** Records for the exercise follows **
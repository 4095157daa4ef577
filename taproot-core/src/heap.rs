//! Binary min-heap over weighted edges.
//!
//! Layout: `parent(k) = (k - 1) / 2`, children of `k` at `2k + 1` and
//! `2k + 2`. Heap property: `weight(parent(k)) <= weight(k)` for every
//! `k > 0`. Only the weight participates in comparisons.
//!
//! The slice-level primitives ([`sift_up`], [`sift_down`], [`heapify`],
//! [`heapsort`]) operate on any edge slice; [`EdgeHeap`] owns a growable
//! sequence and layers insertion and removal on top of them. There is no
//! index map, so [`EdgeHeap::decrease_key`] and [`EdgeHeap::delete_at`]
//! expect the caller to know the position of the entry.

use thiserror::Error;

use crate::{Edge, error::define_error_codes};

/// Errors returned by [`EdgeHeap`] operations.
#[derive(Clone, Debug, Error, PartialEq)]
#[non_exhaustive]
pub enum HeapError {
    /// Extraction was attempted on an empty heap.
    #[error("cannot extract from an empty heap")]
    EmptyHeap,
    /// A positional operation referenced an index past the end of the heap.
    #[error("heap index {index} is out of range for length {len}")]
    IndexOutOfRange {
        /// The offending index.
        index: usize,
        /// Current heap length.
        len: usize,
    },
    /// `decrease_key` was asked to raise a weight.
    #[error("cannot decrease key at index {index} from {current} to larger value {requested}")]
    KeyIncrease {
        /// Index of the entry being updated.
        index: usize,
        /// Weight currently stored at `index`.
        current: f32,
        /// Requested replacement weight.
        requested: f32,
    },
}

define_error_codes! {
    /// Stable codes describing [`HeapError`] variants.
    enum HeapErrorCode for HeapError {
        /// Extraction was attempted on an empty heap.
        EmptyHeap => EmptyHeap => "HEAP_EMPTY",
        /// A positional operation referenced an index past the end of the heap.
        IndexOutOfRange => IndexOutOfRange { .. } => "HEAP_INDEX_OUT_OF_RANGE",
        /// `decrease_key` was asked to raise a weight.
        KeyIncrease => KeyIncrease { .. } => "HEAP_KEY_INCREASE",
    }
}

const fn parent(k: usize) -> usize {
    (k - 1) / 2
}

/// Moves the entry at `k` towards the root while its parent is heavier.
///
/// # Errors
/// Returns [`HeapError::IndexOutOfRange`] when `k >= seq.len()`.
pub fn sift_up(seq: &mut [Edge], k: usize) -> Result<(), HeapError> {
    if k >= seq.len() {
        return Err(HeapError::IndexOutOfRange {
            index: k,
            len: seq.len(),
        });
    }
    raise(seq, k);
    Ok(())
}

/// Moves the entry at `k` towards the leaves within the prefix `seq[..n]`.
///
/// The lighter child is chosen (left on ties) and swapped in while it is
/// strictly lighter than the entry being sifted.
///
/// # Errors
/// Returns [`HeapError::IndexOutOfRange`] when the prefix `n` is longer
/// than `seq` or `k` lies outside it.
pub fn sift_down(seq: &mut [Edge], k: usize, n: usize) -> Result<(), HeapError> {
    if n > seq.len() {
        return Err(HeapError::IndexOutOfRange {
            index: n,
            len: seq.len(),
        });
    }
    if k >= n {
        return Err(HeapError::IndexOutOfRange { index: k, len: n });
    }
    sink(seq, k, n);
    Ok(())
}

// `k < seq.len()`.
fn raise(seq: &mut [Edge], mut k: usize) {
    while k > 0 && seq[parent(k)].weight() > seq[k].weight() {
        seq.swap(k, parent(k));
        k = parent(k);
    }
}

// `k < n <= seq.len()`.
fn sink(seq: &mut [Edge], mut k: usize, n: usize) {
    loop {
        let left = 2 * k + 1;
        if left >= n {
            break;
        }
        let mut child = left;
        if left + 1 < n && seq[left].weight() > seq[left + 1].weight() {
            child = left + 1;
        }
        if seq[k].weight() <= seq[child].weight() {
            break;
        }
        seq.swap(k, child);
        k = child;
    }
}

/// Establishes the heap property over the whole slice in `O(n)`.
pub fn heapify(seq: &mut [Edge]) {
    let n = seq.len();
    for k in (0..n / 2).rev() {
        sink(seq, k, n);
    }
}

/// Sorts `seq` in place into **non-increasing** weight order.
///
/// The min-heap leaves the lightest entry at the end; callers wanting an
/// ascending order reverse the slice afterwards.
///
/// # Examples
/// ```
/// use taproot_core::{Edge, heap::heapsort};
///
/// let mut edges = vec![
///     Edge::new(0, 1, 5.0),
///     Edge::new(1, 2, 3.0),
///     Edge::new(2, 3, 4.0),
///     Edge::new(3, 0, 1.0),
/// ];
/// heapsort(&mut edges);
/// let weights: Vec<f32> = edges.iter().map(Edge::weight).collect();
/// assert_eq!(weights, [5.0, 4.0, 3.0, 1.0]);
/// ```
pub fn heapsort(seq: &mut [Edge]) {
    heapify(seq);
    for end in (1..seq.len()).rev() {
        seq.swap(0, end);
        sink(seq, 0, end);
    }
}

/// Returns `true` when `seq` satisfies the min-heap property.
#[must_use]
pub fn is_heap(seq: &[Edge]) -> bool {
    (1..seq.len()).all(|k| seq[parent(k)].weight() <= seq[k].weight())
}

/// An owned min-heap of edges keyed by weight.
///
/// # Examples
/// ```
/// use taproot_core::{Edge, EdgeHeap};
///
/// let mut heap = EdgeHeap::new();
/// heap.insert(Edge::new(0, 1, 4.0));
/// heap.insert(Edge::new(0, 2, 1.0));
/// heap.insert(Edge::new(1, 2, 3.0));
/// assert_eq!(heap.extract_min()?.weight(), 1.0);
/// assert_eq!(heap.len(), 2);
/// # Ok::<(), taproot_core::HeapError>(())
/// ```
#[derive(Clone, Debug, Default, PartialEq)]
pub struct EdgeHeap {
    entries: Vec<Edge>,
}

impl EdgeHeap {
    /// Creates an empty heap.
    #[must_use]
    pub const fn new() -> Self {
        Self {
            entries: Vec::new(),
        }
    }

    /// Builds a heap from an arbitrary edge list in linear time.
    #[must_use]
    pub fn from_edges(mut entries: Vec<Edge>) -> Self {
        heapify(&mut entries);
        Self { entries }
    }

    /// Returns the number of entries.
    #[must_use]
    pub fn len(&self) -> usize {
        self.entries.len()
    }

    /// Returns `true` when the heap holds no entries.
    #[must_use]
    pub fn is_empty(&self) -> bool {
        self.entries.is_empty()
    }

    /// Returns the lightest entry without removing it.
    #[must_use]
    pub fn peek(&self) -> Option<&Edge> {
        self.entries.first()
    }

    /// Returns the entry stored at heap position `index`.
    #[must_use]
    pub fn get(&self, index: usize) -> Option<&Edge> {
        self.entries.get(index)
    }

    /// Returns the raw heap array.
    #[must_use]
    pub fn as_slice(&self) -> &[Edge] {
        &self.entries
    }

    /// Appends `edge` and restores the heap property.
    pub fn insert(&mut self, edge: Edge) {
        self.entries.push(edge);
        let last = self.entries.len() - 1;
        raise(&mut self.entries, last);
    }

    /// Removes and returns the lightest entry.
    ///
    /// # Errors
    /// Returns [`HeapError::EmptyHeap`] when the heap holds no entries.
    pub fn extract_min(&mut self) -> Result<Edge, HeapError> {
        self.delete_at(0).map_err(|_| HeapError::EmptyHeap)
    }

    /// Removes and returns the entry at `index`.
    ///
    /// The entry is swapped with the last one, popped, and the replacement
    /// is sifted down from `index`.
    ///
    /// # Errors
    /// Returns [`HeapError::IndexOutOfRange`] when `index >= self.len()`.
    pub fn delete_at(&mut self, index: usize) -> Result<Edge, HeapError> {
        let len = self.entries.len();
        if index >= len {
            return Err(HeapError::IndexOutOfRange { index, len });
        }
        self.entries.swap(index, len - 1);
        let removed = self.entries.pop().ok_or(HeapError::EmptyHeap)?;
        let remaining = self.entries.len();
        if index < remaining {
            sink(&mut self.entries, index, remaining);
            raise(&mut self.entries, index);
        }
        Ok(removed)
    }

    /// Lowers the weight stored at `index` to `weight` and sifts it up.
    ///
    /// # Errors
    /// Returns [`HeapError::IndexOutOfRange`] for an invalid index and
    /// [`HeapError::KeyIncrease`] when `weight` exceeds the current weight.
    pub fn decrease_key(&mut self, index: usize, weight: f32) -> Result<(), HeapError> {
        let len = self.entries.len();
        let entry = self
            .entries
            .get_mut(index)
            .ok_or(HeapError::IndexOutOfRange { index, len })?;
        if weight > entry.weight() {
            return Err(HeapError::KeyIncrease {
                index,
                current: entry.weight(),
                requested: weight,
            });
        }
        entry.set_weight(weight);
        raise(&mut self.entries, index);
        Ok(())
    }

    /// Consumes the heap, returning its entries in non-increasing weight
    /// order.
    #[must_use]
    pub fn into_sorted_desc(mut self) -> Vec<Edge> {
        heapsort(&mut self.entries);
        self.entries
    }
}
** End of Records for the exercise **
▸ **Task item**
Go through the records above, find every line with the word "swapped", and list those lines.

▸ **Exercise result**
/// The lighter child is chosen (left on ties) and swapped in while it is
    /// The entry is swapped with the last one, popped, and the replacement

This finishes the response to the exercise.